- DATA -
== Segment start ==
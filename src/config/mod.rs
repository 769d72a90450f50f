//! Configuration management subsystem.
//!
//! # Data Flow
//! ```text
//! config file (TOML), optional
//!     → loader.rs (parse, deserialize, env overrides)
//!     → validation.rs (semantic checks)
//!     → RelayConfig (validated, immutable)
//!     → turned into a RelayContext shared by all handlers
//!
//! On file change:
//!     watcher.rs detects change
//!     → loader.rs loads new config
//!     → validation.rs validates
//!     → server swaps in a fresh RelayContext
//! ```
//!
//! # Design Decisions
//! - Config is immutable once loaded; changes require full reload
//! - All fields have defaults to allow minimal configs
//! - Validation separates syntactic (serde) from semantic checks

pub mod loader;
pub mod schema;
pub mod validation;
pub mod watcher;

pub use loader::{load_config, load_or_default, ConfigError};
pub use schema::{
    LimitsConfig, ListenerConfig, ObservabilityConfig, RelayConfig, TimeoutConfig,
    UpstreamConfig,
};
//! Batch template push with per-recipient failure isolation.

use serde::{Deserialize, Serialize};
use tokio_util::sync::CancellationToken;

use crate::relay::RelayError;
use crate::resilience::Pacer;
use crate::upstream::types::TemplateMessage;
use crate::upstream::{TemplateData, UpstreamClient};

const CANCELLED_DETAIL: &str = "cancelled before delivery";

/// Template push request as sent by the frontend.
#[derive(Debug, Clone, Default, Deserialize)]
pub struct TemplatePushRequest {
    #[serde(default)]
    pub openids: Vec<String>,
    #[serde(default)]
    pub template_id: String,
    #[serde(default)]
    pub url: Option<String>,
    #[serde(default)]
    pub data: Option<TemplateData>,
}

/// A template push that passed presence checks.
#[derive(Debug, Clone, PartialEq, Eq)]
pub struct TemplatePush {
    pub openids: Vec<String>,
    pub template_id: String,
    pub url: Option<String>,
    pub data: TemplateData,
}

impl TemplatePushRequest {
    /// Presence checks only: recipients, template and data must be given.
    pub fn validate(self) -> Result<TemplatePush, RelayError> {
        let data = match self.data {
            Some(data) if !self.openids.is_empty() && !self.template_id.is_empty() => data,
            _ => return Err(RelayError::invalid("openids, template_id and data are required")),
        };

        Ok(TemplatePush {
            openids: self.openids,
            template_id: self.template_id,
            url: self.url.filter(|url| !url.is_empty()),
            data,
        })
    }
}

/// A recipient the message could not be delivered to.
#[derive(Debug, Clone, PartialEq, Eq, Serialize)]
pub struct FailedDelivery {
    pub openid: String,
    pub err: String,
}

/// Outcome of a batch push. Every requested recipient appears exactly once,
/// in one of the two lists.
#[derive(Debug, Clone, Default, PartialEq, Eq, Serialize)]
pub struct TemplatePushResult {
    pub success_list: Vec<String>,
    pub fail_list: Vec<FailedDelivery>,
}

impl TemplatePushResult {
    fn fail(&mut self, openid: &str, err: impl Into<String>) {
        self.fail_list.push(FailedDelivery {
            openid: openid.to_string(),
            err: err.into(),
        });
    }

    pub fn total(&self) -> usize {
        self.success_list.len() + self.fail_list.len()
    }
}

/// Deliver `push` to each recipient in turn.
///
/// A failed delivery is recorded and the loop moves on; this never fails as
/// a whole. On cancellation the recipients not yet attempted are recorded as
/// failures so the accounting stays complete.
pub async fn push_template(
    client: &UpstreamClient,
    pacer: &Pacer,
    push: &TemplatePush,
    cancel: &CancellationToken,
) -> TemplatePushResult {
    let mut result = TemplatePushResult::default();

    for (index, openid) in push.openids.iter().enumerate() {
        let paced = if index > 0 {
            pacer.pause(cancel).await.is_ok()
        } else {
            !cancel.is_cancelled()
        };
        if !paced {
            cancel_remaining(&mut result, &push.openids[index..]);
            break;
        }

        let message = TemplateMessage {
            touser: openid,
            template_id: &push.template_id,
            url: push.url.as_deref(),
            data: &push.data,
        };

        let outcome = tokio::select! {
            biased;
            _ = cancel.cancelled() => None,
            outcome = client.send_template(&message) => Some(outcome),
        };

        match outcome {
            Some(Ok(_)) => result.success_list.push(openid.clone()),
            Some(Err(e)) => {
                tracing::warn!(openid = %openid, error = %e, "Template delivery failed");
                result.fail(openid, e.delivery_detail());
            }
            None => {
                cancel_remaining(&mut result, &push.openids[index..]);
                break;
            }
        }
    }

    tracing::info!(
        template_id = %push.template_id,
        recipients = push.openids.len(),
        delivered = result.success_list.len(),
        failed = result.fail_list.len(),
        "Template push finished"
    );
    result
}

fn cancel_remaining(result: &mut TemplatePushResult, remaining: &[String]) {
    tracing::warn!(remaining = remaining.len(), "Template push cancelled");
    for openid in remaining {
        result.fail(openid, CANCELLED_DETAIL);
    }
}
//! Lifecycle management subsystem.
//!
//! # Data Flow
//! ```text
//! Startup (main.rs):
//!     Load config → Validate → Init logging → Bind listener → Serve
//!
//! Shutdown (shutdown.rs):
//!     Signal received → Stop accepting → Cancel relay loops → Drain → Exit
//!
//! Signals (signals.rs):
//!     SIGTERM/SIGINT → Trigger graceful shutdown
//! ```
//!
//! # Design Decisions
//! - Ordered startup: config first, then logging, then listener
//! - In-flight loops stop between upstream calls, not mid-response

pub mod shutdown;
pub mod signals;

pub use shutdown::Shutdown;
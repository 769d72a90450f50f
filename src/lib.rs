//! Platform relay library: simplified HTTP endpoints over a messaging
//! platform's open API.

pub mod config;
pub mod http;
pub mod lifecycle;
pub mod observability;
pub mod relay;
pub mod resilience;
pub mod upstream;

pub use config::schema::RelayConfig;
pub use http::HttpServer;
pub use lifecycle::Shutdown;
//! Configuration validation.
//!
//! # Responsibilities
//! - Semantic validation (serde handles syntactic)
//! - Validate value ranges (timeouts > 0, limits > 0, pacing > 0)
//! - Check the upstream base URL and bind address parse
//!
//! # Design Decisions
//! - Returns all validation errors, not just first
//! - Validation is pure function: RelayConfig → Result<(), Vec<ValidationError>>
//! - Runs before config is accepted into the system

use std::net::SocketAddr;
use thiserror::Error;
use url::Url;

use crate::config::schema::RelayConfig;

const LOG_LEVELS: [&str; 5] = ["trace", "debug", "info", "warn", "error"];

/// A single semantic problem found in a configuration.
#[derive(Debug, Clone, PartialEq, Eq, Error)]
#[error("{field}: {message}")]
pub struct ValidationError {
    /// Dotted path of the offending field.
    pub field: &'static str,
    pub message: String,
}

impl ValidationError {
    fn new(field: &'static str, message: impl Into<String>) -> Self {
        Self {
            field,
            message: message.into(),
        }
    }
}

/// Validate a parsed configuration.
pub fn validate_config(config: &RelayConfig) -> Result<(), Vec<ValidationError>> {
    let mut errors = Vec::new();

    if config.listener.bind_address.parse::<SocketAddr>().is_err() {
        errors.push(ValidationError::new(
            "listener.bind_address",
            format!("'{}' is not a socket address", config.listener.bind_address),
        ));
    }

    match Url::parse(&config.upstream.base_url) {
        Ok(url) if url.scheme() == "http" || url.scheme() == "https" => {}
        Ok(url) => errors.push(ValidationError::new(
            "upstream.base_url",
            format!("unsupported scheme '{}'", url.scheme()),
        )),
        Err(e) => errors.push(ValidationError::new(
            "upstream.base_url",
            format!("'{}' is not an absolute URL: {}", config.upstream.base_url, e),
        )),
    }

    let positive: [(&'static str, u64); 5] = [
        ("upstream.timeout_secs", config.upstream.timeout_secs),
        ("upstream.connect_timeout_secs", config.upstream.connect_timeout_secs),
        ("upstream.pacing_ms", config.upstream.pacing_ms),
        ("upstream.max_response_bytes", config.upstream.max_response_bytes as u64),
        ("timeouts.request_secs", config.timeouts.request_secs),
    ];
    for (field, value) in positive {
        if value == 0 {
            errors.push(ValidationError::new(field, "must be greater than zero"));
        }
    }

    if config.limits.template_body_bytes == 0 {
        errors.push(ValidationError::new(
            "limits.template_body_bytes",
            "must be greater than zero",
        ));
    }
    if config.limits.max_body_size < config.limits.template_body_bytes {
        errors.push(ValidationError::new(
            "limits.max_body_size",
            "must not be smaller than limits.template_body_bytes",
        ));
    }

    if !LOG_LEVELS.contains(&config.observability.log_level.as_str()) {
        errors.push(ValidationError::new(
            "observability.log_level",
            format!("unknown level '{}'", config.observability.log_level),
        ));
    }

    if errors.is_empty() {
        Ok(())
    } else {
        Err(errors)
    }
}
use axum::{
    extract::{Query, State},
    http::HeaderMap,
    response::{IntoResponse, Response},
};
use serde::Deserialize;

use crate::http::request::RequestIdExt;
use crate::http::response::Envelope;
use crate::http::server::AppState;
use crate::relay::{fetch_tag_members, RelayError, TagId, TagMembers};

#[derive(Debug, Deserialize)]
pub struct TagUsersParams {
    tag_id: Option<String>,
}

/// List every member of a tag, following pagination to the end.
pub async fn tag_users(
    State(state): State<AppState>,
    headers: HeaderMap,
    Query(params): Query<TagUsersParams>,
) -> Result<Envelope<TagMembers>, RelayError> {
    let tag_id = TagId::parse(params.tag_id.as_deref())?;
    let context = state.context();
    let cancel = state.shutdown.child_token();

    tracing::info!(request_id = %headers.request_id(), tag_id = tag_id.get(), "Fetching tag members");

    let members = fetch_tag_members(&context.upstream, &context.pacer, tag_id, &cancel).await?;
    Ok(Envelope::success(members))
}

pub async fn unsupported() -> Response {
    RelayError::MethodNotAllowed("only GET is supported").into_response()
}
//! Request identification.
//!
//! # Responsibilities
//! - Generate a unique request ID (UUID v4) when the caller sent none
//! - Expose the ID to handlers for log correlation
//!
//! # Design Decisions
//! - Request ID added as early as possible for tracing
//! - An incoming `x-request-id` is kept, never replaced

use axum::http::{HeaderMap, HeaderName, HeaderValue, Request};
use tower_http::request_id::{MakeRequestId, RequestId};
use uuid::Uuid;

pub const X_REQUEST_ID: HeaderName = HeaderName::from_static("x-request-id");

/// Generates UUID v4 request IDs for `SetRequestIdLayer`.
#[derive(Debug, Clone, Copy, Default)]
pub struct MakeRelayRequestId;

impl MakeRequestId for MakeRelayRequestId {
    fn make_request_id<B>(&mut self, _request: &Request<B>) -> Option<RequestId> {
        HeaderValue::from_str(&Uuid::new_v4().to_string())
            .ok()
            .map(RequestId::new)
    }
}

/// Read access to the request ID carried in headers.
pub trait RequestIdExt {
    fn request_id(&self) -> &str;
}

impl RequestIdExt for HeaderMap {
    fn request_id(&self) -> &str {
        self.get(X_REQUEST_ID)
            .and_then(|v| v.to_str().ok())
            .unwrap_or("unknown")
    }
}
//! Uniform response envelope and error mapping.
//!
//! # Responsibilities
//! - Serialize `{code, errorMsg?, data}` for every envelope endpoint
//! - Map relay errors to HTTP status codes
//!
//! # Design Decisions
//! - The envelope is a sum type; the JSON shape exists only at the boundary
//! - Upstream failures are 502, cancellation is 503, bad input is 400/405
//! - Failures carry the raw upstream body in `data` when there is one

use axum::{
    http::StatusCode,
    response::{IntoResponse, Response},
    Json,
};
use serde::{Serialize, Serializer};

use crate::relay::RelayError;

pub const CODE_OK: i32 = 0;
pub const CODE_ERROR: i32 = -1;

/// Result of an envelope endpoint.
#[derive(Debug, Clone, PartialEq, Eq)]
pub enum Envelope<T> {
    Success(T),
    Failure {
        message: String,
        detail: Option<String>,
    },
}

impl<T> Envelope<T> {
    pub fn success(data: T) -> Self {
        Envelope::Success(data)
    }

    pub fn failure(message: impl Into<String>, detail: Option<String>) -> Self {
        Envelope::Failure {
            message: message.into(),
            detail,
        }
    }
}

#[derive(Serialize)]
struct EnvelopeBody<'a, D> {
    code: i32,
    #[serde(rename = "errorMsg", skip_serializing_if = "Option::is_none")]
    error_msg: Option<&'a str>,
    data: D,
}

impl<T: Serialize> Serialize for Envelope<T> {
    fn serialize<S: Serializer>(&self, serializer: S) -> Result<S::Ok, S::Error> {
        match self {
            Envelope::Success(data) => EnvelopeBody {
                code: CODE_OK,
                error_msg: None,
                data,
            }
            .serialize(serializer),
            Envelope::Failure { message, detail } => EnvelopeBody {
                code: CODE_ERROR,
                error_msg: Some(message.as_str()),
                data: detail.as_deref(),
            }
            .serialize(serializer),
        }
    }
}

impl<T: Serialize> IntoResponse for Envelope<T> {
    fn into_response(self) -> Response {
        Json(self).into_response()
    }
}

impl RelayError {
    pub fn status_code(&self) -> StatusCode {
        match self {
            RelayError::InvalidInput(_) => StatusCode::BAD_REQUEST,
            RelayError::MethodNotAllowed(_) => StatusCode::METHOD_NOT_ALLOWED,
            RelayError::Upstream(_) => StatusCode::BAD_GATEWAY,
            RelayError::Cancelled => StatusCode::SERVICE_UNAVAILABLE,
        }
    }
}

impl IntoResponse for RelayError {
    fn into_response(self) -> Response {
        let status = self.status_code();
        match status.as_u16() {
            400..=499 => tracing::warn!(status = status.as_u16(), error = %self, "Client error"),
            _ => tracing::error!(status = status.as_u16(), error = %self, "Relay error"),
        }

        let detail = match &self {
            RelayError::Upstream(e) => e.body().map(str::to_string),
            _ => None,
        };
        (status, Envelope::<()>::failure(self.to_string(), detail)).into_response()
    }
}
use cci_rs::models::Observation;
use cci_rs::storage;
use std::fs;

fn sample(n: usize) -> Vec<Observation> {
    (0..n)
        .map(|i| Observation {
            country_name: "Angola".into(),
            country_code: "AGO".into(),
            indicator_name: "Forest area (sq. km)".into(),
            indicator_code: "AG.LND.FRST.K2".into(),
            year: (2000 + i as i32).to_string(),
            value: Some(100.0 + i as f64),
        })
        .collect()
}

#[test]
fn save_csv_and_json() {
    let rows = sample(3);
    let dir = tempfile::tempdir().unwrap();

    let csv_path = dir.path().join("obs.csv");
    storage::save_csv(&rows, &csv_path).unwrap();
    let csv_txt = fs::read_to_string(&csv_path).unwrap();
    assert!(csv_txt.starts_with("country_name,country_code,"));
    assert_eq!(csv_txt.lines().count(), 1 + rows.len());

    let json_path = dir.path().join("obs.json");
    storage::save_json(&rows, &json_path).unwrap();
    let json_txt = fs::read_to_string(&json_path).unwrap();
    let v: serde_json::Value = serde_json::from_str(&json_txt).unwrap();
    assert_eq!(v.as_array().unwrap().len(), rows.len());
}

#[test]
fn csv_round_trips_missing_values_as_empty_cells() {
    let mut rows = sample(2);
    rows[1].value = None;
    let dir = tempfile::tempdir().unwrap();
    let path = dir.path().join("obs.csv");
    storage::save_csv(&rows, &path).unwrap();

    let mut rdr = csv::Reader::from_path(&path).unwrap();
    let records: Vec<csv::StringRecord> = rdr.records().map(|r| r.unwrap()).collect();
    assert_eq!(records.len(), 2);
    assert_eq!(records[0].get(5), Some("100.0"));
    assert_eq!(records[1].get(5), Some(""));
}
== Segment end ==
- TASK BRIEF -
Return every line from the material that contains the word "Query".

- ANSWER SECTION -
    extract::{Query, State},
    Query(params): Query<TagUsersParams>,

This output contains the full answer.